Ligand-induced shifts in conformational ensembles that describe transcriptional activation

• Published in: eLife Vol. 11
• Main Authors: Khan, Sabab Hasan, Braet, Sean M, Koehler, Stephen John, Elacqua, Elizabeth, Anand, Ganesh Srinivasan, Okafor, C Denise
• Format: Journal Article
• Language: English
• Published: England eLife Sciences Publications Ltd 12.10.2022; eLife Sciences Publications, Ltd
• Subjects: Biochemistry and Chemical Biology; Conformational analysis; conformational ensembles; Estrogens; Hormones; Ligands; Molecular Conformation; molecular dynamics; Molecular Dynamics Simulation; Mutation; Nuclear receptors; Population; Population studies; Protein Conformation; protein dynamics; Proteins; Receptor mechanisms; Receptors, Cytoplasmic and Nuclear; Simulation; Steroids; Structural Biology and Molecular Biophysics; Transcription activation; Transcription Factors; Transcriptional Activation; nuclear receptors; conformational ensembles; chemical biology; biochemistry; protein dynamics; structural biology; none; molecular biophysics; molecular dynamics; transcriptional activation
• ISSN: 2050-084X; 2050-084X
• DOI: 10.7554/eLife.80140

Nuclear receptors function as ligand-regulated transcription factors whose ability to regulate diverse physiological processes is closely linked with conformational changes induced upon ligand binding.
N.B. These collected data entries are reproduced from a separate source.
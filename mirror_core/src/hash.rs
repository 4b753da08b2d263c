//! Content hashes as reported by a remote.
//!
//! The remote decides the textual format of a hash. The engine only relies
//! on one property: two entries with the same hash have the same bytes.

use serde::{Deserialize, Serialize};
use std::{borrow::Borrow, fmt, sync::Arc};

/// Identifier of a unique binary payload.
///
/// Cloning is cheap (the string is shared), so hashes can be used freely as
/// map keys in caches and waiter tables.
#[derive(Clone, Hash, PartialEq, Eq, PartialOrd, Ord, Serialize, Deserialize)]
#[serde(transparent)]
pub struct ContentHash(Arc<str>);

impl fmt::Debug for ContentHash {
    fn fmt(&self, f: &mut fmt::Formatter<'_>) -> fmt::Result {
        f.debug_tuple("ContentHash").field(&self.as_str()).finish()
    }
}

impl ContentHash {
    /// Wraps a hash string reported by a remote.
    pub fn new(value: impl Into<Arc<str>>) -> Self {
        Self(value.into())
    }

    /// Computes the blake3 hex digest of `buf`.
    pub fn digest(buf: impl AsRef<[u8]>) -> Self {
        let hash = blake3::hash(buf.as_ref());
        Self(Arc::from(hash.to_hex().as_str()))
    }

    pub fn as_str(&self) -> &str {
        &self.0
    }

    /// First ten characters, for log lines.
    pub fn fmt_short(&self) -> &str {
        match self.0.char_indices().nth(10) {
            Some((idx, _)) => &self.0[..idx],
            None => &self.0,
        }
    }
}

impl AsRef<str> for ContentHash {
    fn as_ref(&self) -> &str {
        &self.0
    }
}

impl Borrow<str> for ContentHash {
    fn borrow(&self) -> &str {
        &self.0
    }
}

impl From<&str> for ContentHash {
    fn from(value: &str) -> Self {
        Self(Arc::from(value))
    }
}

impl From<String> for ContentHash {
    fn from(value: String) -> Self {
        Self(Arc::from(value))
    }
}

impl From<blake3::Hash> for ContentHash {
    fn from(value: blake3::Hash) -> Self {
        Self(Arc::from(value.to_hex().as_str()))
    }
}

impl fmt::Display for ContentHash {
    fn fmt(&self, f: &mut fmt::Formatter<'_>) -> fmt::Result {
        f.write_str(&self.0)
    }
}

#[cfg(test)]
mod tests {
    use super::*;

    #[test]
    fn test_digest_known_value() {
        // BLAKE3 hash of "hello" is well-known
        let hash = ContentHash::digest(b"hello");
        let expected_hex = "ea8f163db38682925e4491c5e58d4bb3506ef8c14eb78a86e908c5624a67200f";
        assert_eq!(hash.as_str(), expected_hex);
        assert_eq!(hash, ContentHash::from(blake3::hash(b"hello")));
    }

    #[test]
    fn test_fmt_short() {
        let hash = ContentHash::digest(b"hello");
        assert_eq!(hash.fmt_short().len(), 10);
        assert!(hash.as_str().starts_with(hash.fmt_short()));

        let tiny = ContentHash::from("h1");
        assert_eq!(tiny.fmt_short(), "h1");
    }

    #[test]
    fn test_opaque_hashes_compare_by_value() {
        let a = ContentHash::from("h1");
        let b = ContentHash::from(String::from("h1"));
        assert_eq!(a, b);
        assert_ne!(a, ContentHash::from("h2"));
    }

    #[test]
    fn test_debug_and_display() {
        let hash = ContentHash::from("abc");
        assert_eq!(format!("{hash}"), "abc");
        assert_eq!(format!("{hash:?}"), "ContentHash(\"abc\")");
    }

    #[test]
    fn test_serde_transparent() {
        let hash = ContentHash::from("abc");
        let json = serde_json::to_string(&hash).unwrap();
        assert_eq!(json, "\"abc\"");
        let back: ContentHash = serde_json::from_str(&json).unwrap();
        assert_eq!(back, hash);
    }
}
use std::{fs, path::Path};

use anyhow::Context;
use clap::Subcommand;
use toml_edit::{DocumentMut, Item, Table};
use tracing::info;

use crate::config::CliConfig;

#[derive(Subcommand)]
pub enum CmdConfig {
    /// Creates the config file if it doesn't exist and fills in missing defaults
    Init,
    /// Prints the effective config
    Show,
}

impl CmdConfig {
    pub fn run(self, config_file: &Path) -> anyhow::Result<()> {
        match self {
            Self::Init => init(config_file),
            Self::Show => {
                let config = CliConfig::load(config_file)?;
                print!("{}", toml::to_string_pretty(&config)?);
                Ok(())
            }
        }
    }
}

/// Adds every missing default key to `config_file`, keeping existing values
/// and comments.
fn init(config_file: &Path) -> anyhow::Result<()> {
    let mut doc = if config_file.exists() {
        fs::read_to_string(config_file)?
    } else {
        if let Some(parent) = config_file.parent() {
            fs::create_dir_all(parent)?;
        }
        String::new()
    }
    .parse::<DocumentMut>()
    .context("could not parse config file")?;

    merge_defaults(&mut doc)?;

    fs::write(config_file, doc.to_string())?;
    info!("config written to {}", config_file.display());
    Ok(())
}

fn merge_defaults(doc: &mut DocumentMut) -> anyhow::Result<()> {
    let defaults = toml::to_string(&CliConfig::default())?
        .parse::<DocumentMut>()
        .context("could not render default config")?;

    for (name, item) in defaults.iter() {
        let Some(default_table) = item.as_table() else {
            continue;
        };
        let table = doc
            .entry(name)
            .or_insert(Item::Table(Table::new()))
            .as_table_mut()
            .with_context(|| format!("`{name}` in the config file must be a table"))?;
        for (key, value) in default_table.iter() {
            if !table.contains_key(key) {
                table.insert(key, value.clone());
            }
        }
    }
    Ok(())
}
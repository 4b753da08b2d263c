use bytes::Bytes;
use dashmap::DashMap;
use futures::StreamExt;
use mirror_core::{
    ContentHash, Meta, path,
    remote::{Remote, RemoteError, RemoteResult, WatchEvent, WatchStream},
};
use std::sync::Arc;
use tokio::sync::{mpsc, watch};
use tokio_stream::wrappers::UnboundedReceiverStream;

type EventSender = mpsc::UnboundedSender<RemoteResult<WatchEvent>>;

/// A [`Remote`] kept entirely in memory.
///
/// Watching a path first replays the metadata of its direct children, then
/// delivers every later [`MemoryRemote::publish`] whose parent is that path.
/// Clones share the same state.
#[derive(Clone, Debug, Default)]
pub struct MemoryRemote {
    inner: Arc<Inner>,
}

#[derive(Debug)]
struct Inner {
    metas: DashMap<String, Meta>,
    payloads: DashMap<String, Bytes>,
    watchers: DashMap<String, Vec<EventSender>>,
    watch_counts: DashMap<String, usize>,
    fetch_counts: DashMap<String, usize>,
    /// `true` while fetches are held back.
    paused: watch::Sender<bool>,
    /// Check fetched payloads against blake3 hashes.
    verify_hashes: bool,
}

impl Default for Inner {
    fn default() -> Self {
        Self {
            metas: DashMap::new(),
            payloads: DashMap::new(),
            watchers: DashMap::new(),
            watch_counts: DashMap::new(),
            fetch_counts: DashMap::new(),
            paused: watch::channel(false).0,
            verify_hashes: false,
        }
    }
}

impl MemoryRemote {
    /// Creates a new, empty `MemoryRemote`.
    pub fn new() -> Self {
        Self::default()
    }

    /// A remote whose hashes are all blake3 digests, as produced by
    /// [`MemoryRemote::put`]. Fetched payloads are verified against them.
    pub fn with_verified_hashes() -> Self {
        Self {
            inner: Arc::new(Inner {
                verify_hashes: true,
                ..Inner::default()
            }),
        }
    }

    /// Records `meta` and sends it to every watcher of its parent path.
    pub fn publish(&self, meta: Meta) {
        let meta = Meta {
            path: path::normalize(&meta.path),
            ..meta
        };
        let Some(parent) = path::parent(&meta.path) else {
            return;
        };
        self.inner.metas.insert(meta.path.clone(), meta.clone());
        if let Some(mut senders) = self.inner.watchers.get_mut(&parent) {
            senders.retain(|tx| tx.send(Ok(WatchEvent::from(meta.clone()))).is_ok());
        }
        tracing::trace!(path = %meta.path, hash = meta.hash.fmt_short(), "published");
    }

    /// Stores `payload` at `path` and publishes a blob [`Meta`] whose hash
    /// is the blake3 digest of the payload.
    pub fn put(&self, path: &str, payload: impl Into<Bytes>) -> Meta {
        let payload = payload.into();
        let meta = Meta::blob(path::normalize(path), ContentHash::digest(&payload));
        self.put_payload(&meta.path, payload);
        self.publish(meta.clone());
        meta
    }

    /// Stores `payload` at `path` without publishing anything.
    pub fn put_payload(&self, path: &str, payload: impl Into<Bytes>) {
        self.inner.payloads.insert(path::normalize(path), payload.into());
    }

    /// Makes later fetches of `path` fail with [`RemoteError::NotFound`].
    pub fn remove_payload(&self, path: &str) -> Option<Bytes> {
        self.inner
            .payloads
            .remove(&path::normalize(path))
            .map(|(_, payload)| payload)
    }

    /// Ends every open watch stream of `path`.
    pub fn disconnect(&self, path: &str) {
        self.inner.watchers.remove(&path::normalize(path));
    }

    /// Holds back fetches until [`MemoryRemote::resume_fetches`].
    pub fn pause_fetches(&self) {
        self.inner.paused.send_replace(true);
    }

    pub fn resume_fetches(&self) {
        self.inner.paused.send_replace(false);
    }

    /// Number of watch streams ever opened for `path`.
    pub fn watch_count(&self, path: &str) -> usize {
        count(&self.inner.watch_counts, path)
    }

    /// Number of watch streams for `path` whose consumer is still alive.
    pub fn active_watches(&self, path: &str) -> usize {
        self.inner
            .watchers
            .get(&path::normalize(path))
            .map(|senders| senders.iter().filter(|tx| !tx.is_closed()).count())
            .unwrap_or(0)
    }

    /// Number of fetches started for `path`.
    pub fn fetch_count(&self, path: &str) -> usize {
        count(&self.inner.fetch_counts, path)
    }
}

fn count(counts: &DashMap<String, usize>, path: &str) -> usize {
    counts.get(&path::normalize(path)).map(|n| *n).unwrap_or(0)
}

#[async_trait::async_trait]
impl Remote for MemoryRemote {
    async fn watch(&self, path: &str) -> RemoteResult<WatchStream> {
        let path = path::normalize(path);
        *self.inner.watch_counts.entry(path.clone()).or_default() += 1;

        let (tx, rx) = mpsc::unbounded_channel();
        // replay and registration happen under the watcher lock so a
        // concurrent publish lands either in the replay or after it
        let mut senders = self.inner.watchers.entry(path.clone()).or_default();
        let mut children: Vec<Meta> = self
            .inner
            .metas
            .iter()
            .filter(|meta| path::parent(meta.key()).as_deref() == Some(path.as_str()))
            .map(|meta| meta.value().clone())
            .collect();
        children.sort_by(|a, b| a.path.cmp(&b.path));
        for meta in children {
            // the receiver is still in scope, sending cannot fail
            let _ = tx.send(Ok(WatchEvent::from(meta)));
        }
        senders.push(tx);
        drop(senders);

        Ok(UnboundedReceiverStream::new(rx).boxed())
    }

    async fn fetch_binary(&self, path: &str) -> RemoteResult<Bytes> {
        let path = path::normalize(path);
        *self.inner.fetch_counts.entry(path.clone()).or_default() += 1;

        let mut paused = self.inner.paused.subscribe();
        if paused.wait_for(|paused| !*paused).await.is_err() {
            return Err(RemoteError::Io(std::io::Error::other("fetch gate closed")));
        }
        self.inner
            .payloads
            .get(&path)
            .map(|payload| payload.clone())
            .ok_or(RemoteError::NotFound(path))
    }

    fn verify(&self, hash: &ContentHash, payload: &[u8]) -> bool {
        !self.inner.verify_hashes || ContentHash::digest(payload) == *hash
    }
}
use crate::{ContentHash, path};
use serde::{Deserialize, Serialize};
use std::fmt;

/// Whether an entry is a directory-like subtree or a binary payload.
#[derive(Clone, Copy, Debug, PartialEq, Eq, Hash, Serialize, Deserialize)]
#[serde(rename_all = "lowercase")]
pub enum EntryKind {
    Tree,
    Blob,
}

/// Metadata for one entry of the remote tree.
///
/// A `Meta` describes one revision of `path`. A later `Meta` for the same
/// path with a different hash is a newer revision.
#[derive(Clone, Debug, PartialEq, Eq, Hash, Serialize, Deserialize)]
pub struct Meta {
    pub path: String,
    pub hash: ContentHash,
    pub kind: EntryKind,
}

impl Meta {
    pub fn new(path: impl Into<String>, hash: impl Into<ContentHash>, kind: EntryKind) -> Self {
        Self {
            path: path.into(),
            hash: hash.into(),
            kind,
        }
    }

    pub fn blob(path: impl Into<String>, hash: impl Into<ContentHash>) -> Self {
        Self::new(path, hash, EntryKind::Blob)
    }

    pub fn tree(path: impl Into<String>, hash: impl Into<ContentHash>) -> Self {
        Self::new(path, hash, EntryKind::Tree)
    }

    pub fn is_tree(&self) -> bool {
        self.kind == EntryKind::Tree
    }

    pub fn is_blob(&self) -> bool {
        self.kind == EntryKind::Blob
    }

    /// Last path segment.
    pub fn name(&self) -> &str {
        path::file_name(&self.path).unwrap_or("")
    }
}

/// Recursion budget for subscriptions and listings.
///
/// `Limited(0)` means "direct children only".
#[derive(Clone, Copy, Debug, PartialEq, Eq, Hash)]
pub enum Depth {
    Limited(u32),
    Unbounded,
}

impl Default for Depth {
    fn default() -> Self {
        Depth::ZERO
    }
}

impl Depth {
    pub const ZERO: Depth = Depth::Limited(0);

    /// Budget left for a subtree found `relative_depth` levels below the
    /// root, or `None` when that subtree is out of range.
    ///
    /// This is `depth - relative_depth - 1` and must be non-negative.
    pub fn remaining_after(self, relative_depth: usize) -> Option<Depth> {
        match self {
            Depth::Unbounded => Some(Depth::Unbounded),
            Depth::Limited(n) => {
                let used = u32::try_from(relative_depth).ok()?.checked_add(1)?;
                n.checked_sub(used).map(Depth::Limited)
            }
        }
    }

    /// Budget for the next level of a listing, `None` at the bottom.
    pub fn descend(self) -> Option<Depth> {
        match self {
            Depth::Unbounded => Some(Depth::Unbounded),
            Depth::Limited(0) => None,
            Depth::Limited(n) => Some(Depth::Limited(n - 1)),
        }
    }

    pub fn is_unbounded(self) -> bool {
        matches!(self, Depth::Unbounded)
    }
}

impl From<u32> for Depth {
    fn from(value: u32) -> Self {
        Depth::Limited(value)
    }
}

impl fmt::Display for Depth {
    fn fmt(&self, f: &mut fmt::Formatter<'_>) -> fmt::Result {
        match self {
            Depth::Unbounded => f.write_str("unbounded"),
            Depth::Limited(n) => write!(f, "{n}"),
        }
    }
}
Understanding how conformational populations of nuclear receptors are shifted by various ligands could illuminate strategies for the design of synthetic modulators to regulate specific transcriptional programs. Here, we investigate ligand-induced conformational changes using a reconstructed, ancestral nuclear receptor. By making substitutions at a key position, we engineer receptor variants with altered ligand specificities. We combine cellular and biophysical experiments to characterize transcriptional activity, as well as elucidate mechanisms underlying altered transcription in receptor variants. We then use atomistic molecular dynamics (MD) simulations with enhanced sampling to generate ensembles of wildtype and engineered receptors in combination with multiple ligands, followed by conformational analysis and correlation of MD-based predictions with functional ligand profiles. We determine that conformational ensembles accurately describe ligand responses based on observed population shifts. These studies provide a platform which will allow structural characterization of physiologically-relevant conformational ensembles, as well as provide the ability to design and predict transcriptional responses in novel ligands.